* What you need to do *
In the data below, find the line that contains "matches!(self, SummaryOutcome::Empty)" and the line that contains "pub fn generate_summary(record: &VehicleRecord)". Copy both, plus every line between them, exactly.

* Entries supplied *
// mot-summary-rs/src/summary.rs
//
// MOT test record validation and summary generation
//
// Individual test records arrive as raw JSON and cross a typed boundary
// here: `parse_mot_test` either produces a well-formed `MotTest` or a
// structured rejection reason. Records that fail validation are dropped
// from the summary; the remaining records still render in their original
// API order.

use serde_json::Value;

use crate::mot_client::VehicleRecord;

/// Sentinel returned when a vehicle has no MOT history. The exact wording
/// is contractual: the front door returns it verbatim with a 400, distinct
/// from generic failures.
pub const NO_MOT_DATA_MESSAGE: &str = "No MoT test data available for this vehicle.";

/// Fixed apology used when the history payload is structurally unusable.
/// The underlying cause is logged server-side only.
pub const SUMMARY_ERROR_MESSAGE: &str = "An error occurred while generating the MoT summary.";

const UNKNOWN: &str = "Unknown";

#[derive(Debug, Clone, Copy, PartialEq, Eq)]
pub enum TestResult {
    Passed,
    Failed,
}

impl TestResult {
    /// Strict, case-sensitive parse. `PASSED` and `FAILED` only; lowercase
    /// or near-miss values are rejected by policy.
    pub fn parse_strict(raw: &str) -> Option<Self> {
        match raw {
            "PASSED" => Some(TestResult::Passed),
            "FAILED" => Some(TestResult::Failed),
            _ => None,
        }
    }

    pub fn label(&self) -> &'static str {
        match self {
            TestResult::Passed => "Pass",
            TestResult::Failed => "Fail",
        }
    }
}

/// Why a raw MOT test record was excluded from the summary.
#[derive(Debug, Clone, PartialEq, Eq)]
pub enum TestRejection {
    NotAnObject,
    MissingCompletedDate,
    InvalidTestResult,
    NonNumericOdometer,
}

impl std::fmt::Display for TestRejection {
    fn fmt(&self, f: &mut std::fmt::Formatter<'_>) -> std::fmt::Result {
        match self {
            TestRejection::NotAnObject => write!(f, "record is not a JSON object"),
            TestRejection::MissingCompletedDate => {
                write!(f, "invalid or missing 'completedDate'")
            }
            TestRejection::InvalidTestResult => write!(f, "missing or invalid 'testResult'"),
            TestRejection::NonNumericOdometer => write!(f, "non-numeric 'odometerValue'"),
        }
    }
}

/// A validated MOT test record.
#[derive(Debug, Clone, PartialEq, Eq)]
pub struct MotTest {
    pub completed_date: String,
    pub result: TestResult,
    pub odometer_value: Option<String>,
    pub odometer_unit: Option<String>,
    pub defects: Vec<Defect>,
}

/// A defect recorded during a test. Best-effort extraction with "N/A"
/// defaults; no validation applied.
#[derive(Debug, Clone, PartialEq, Eq)]
pub struct Defect {
    pub text: String,
    pub defect_type: String,
    pub dangerous: String,
}

fn field_display(record: &serde_json::Map<String, Value>, key: &str) -> String {
    match record.get(key) {
        Some(Value::String(s)) => s.clone(),
        Some(Value::Null) | None => "N/A".to_string(),
        Some(other) => other.to_string(),
    }
}

/// Validate a raw test record into a typed `MotTest`.
///
/// Rules apply in order and short-circuit on the first failure:
/// 1. the value must be a JSON object;
/// 2. `completedDate` must be present and a string;
/// 3. `testResult` must be exactly `PASSED` or `FAILED`;
/// 4. `odometerValue`, if present, must be an integer or an integer string.
pub fn parse_mot_test(value: &Value) -> Result<MotTest, TestRejection> {
    let record = value.as_object().ok_or(TestRejection::NotAnObject)?;

    let completed_date = record
        .get("completedDate")
        .and_then(Value::as_str)
        .ok_or(TestRejection::MissingCompletedDate)?
        .to_string();

    let result = record
        .get("testResult")
        .and_then(Value::as_str)
        .and_then(TestResult::parse_strict)
        .ok_or(TestRejection::InvalidTestResult)?;

    let odometer_value = match record.get("odometerValue") {
        None | Some(Value::Null) => None,
        Some(Value::String(s)) => {
            if s.trim().parse::<i64>().is_err() {
                return Err(TestRejection::NonNumericOdometer);
            }
            Some(s.clone())
        }
        // Float values are rejected: the mileage contract is integer-only.
        Some(Value::Number(n)) if n.is_i64() || n.is_u64() => Some(n.to_string()),
        Some(_) => return Err(TestRejection::NonNumericOdometer),
    };

    let odometer_unit = record
        .get("odometerUnit")
        .and_then(Value::as_str)
        .map(str::to_string);

    let defects = record
        .get("defects")
        .and_then(Value::as_array)
        .map(|items| {
            items
                .iter()
                .map(|item| {
                    let empty = serde_json::Map::new();
                    let defect = item.as_object().unwrap_or(&empty);
                    Defect {
                        text: field_display(defect, "text"),
                        defect_type: field_display(defect, "type"),
                        dangerous: field_display(defect, "dangerous"),
                    }
                })
                .collect()
        })
        .unwrap_or_default();

    Ok(MotTest {
        completed_date,
        result,
        odometer_value,
        odometer_unit,
        defects,
    })
}

/// Bool-shaped validation check over a raw test record, logging the
/// rejection reason. Pure apart from the diagnostic log.
pub fn validate_mot_test(value: &Value) -> bool {
    match parse_mot_test(value) {
        Ok(_) => true,
        Err(rejection) => {
            log::error!("Invalid MOT test record: {}", rejection);
            false
        }
    }
}

/// Result of summary generation, so callers branch on structure instead of
/// matching substrings of the rendered text.
#[derive(Debug, Clone, PartialEq, Eq)]
pub enum SummaryOutcome {
    /// The vehicle has no MOT test history.
    Empty,
    /// A rendered multi-line summary.
    Summary(String),
}

impl SummaryOutcome {
    /// Client-facing text for this outcome.
    pub fn text(&self) -> &str {
        match self {
            SummaryOutcome::Empty => NO_MOT_DATA_MESSAGE,
            SummaryOutcome::Summary(text) => text,
        }
    }

    pub fn is_empty(&self) -> bool {
        matches!(self, SummaryOutcome::Empty)
    }
}

/// Render a vehicle record into a human-readable MOT history summary.
///
/// Invalid test records are skipped and logged; valid records render in
/// the API's original order. Deterministic: the same record always yields
/// byte-identical output.
pub fn generate_summary(record: &VehicleRecord) -> SummaryOutcome {
    if record.mot_tests.is_empty() {
        log::warn!(
            "No MOT test data available for vehicle registration: {}",
            record.registration.as_deref().unwrap_or(UNKNOWN)
        );
        return SummaryOutcome::Empty;
    }

    fn header_field(field: &Option<String>) -> &str {
        field.as_deref().unwrap_or(UNKNOWN)
    }

    let mut summary = format!(
        "Vehicle Registration: {}\n",
        header_field(&record.registration)
    );
    summary.push_str(&format!("Make: {}\n", header_field(&record.make)));
    summary.push_str(&format!("Model: {}\n", header_field(&record.model)));
    summary.push_str(&format!(
        "First Registered: {}\n\n",
        header_field(&record.first_used_date)
    ));
    summary.push_str("MoT Test History:\n");

    for raw_test in &record.mot_tests {
        let test = match parse_mot_test(raw_test) {
            Ok(test) => test,
            Err(rejection) => {
                log::warn!("Skipping invalid MOT test record: {}", rejection);
                continue;
            }
        };

        summary.push_str(&format!(
            "- Test Date: {}, Result: {}\n",
            test.completed_date,
            test.result.label()
        ));
        summary.push_str(&format!(
            "  Mileage: {} {}\n",
            test.odometer_value.as_deref().unwrap_or("N/A"),
            test.odometer_unit.as_deref().unwrap_or("")
        ));

        for defect in &test.defects {
            summary.push_str(&format!(
                "  Defect: {} (Type: {}, Dangerous: {})\n",
                defect.text, defect.defect_type, defect.dangerous
            ));
        }
    }

    SummaryOutcome::Summary(summary)
}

* Answer section *
        matches!(self, SummaryOutcome::Empty)
    }
}

/// Render a vehicle record into a human-readable MOT history summary.
///
/// Invalid test records are skipped and logged; valid records render in
/// the API's original order. Deterministic: the same record always yields
/// byte-identical output.
pub fn generate_summary(record: &VehicleRecord) -> SummaryOutcome {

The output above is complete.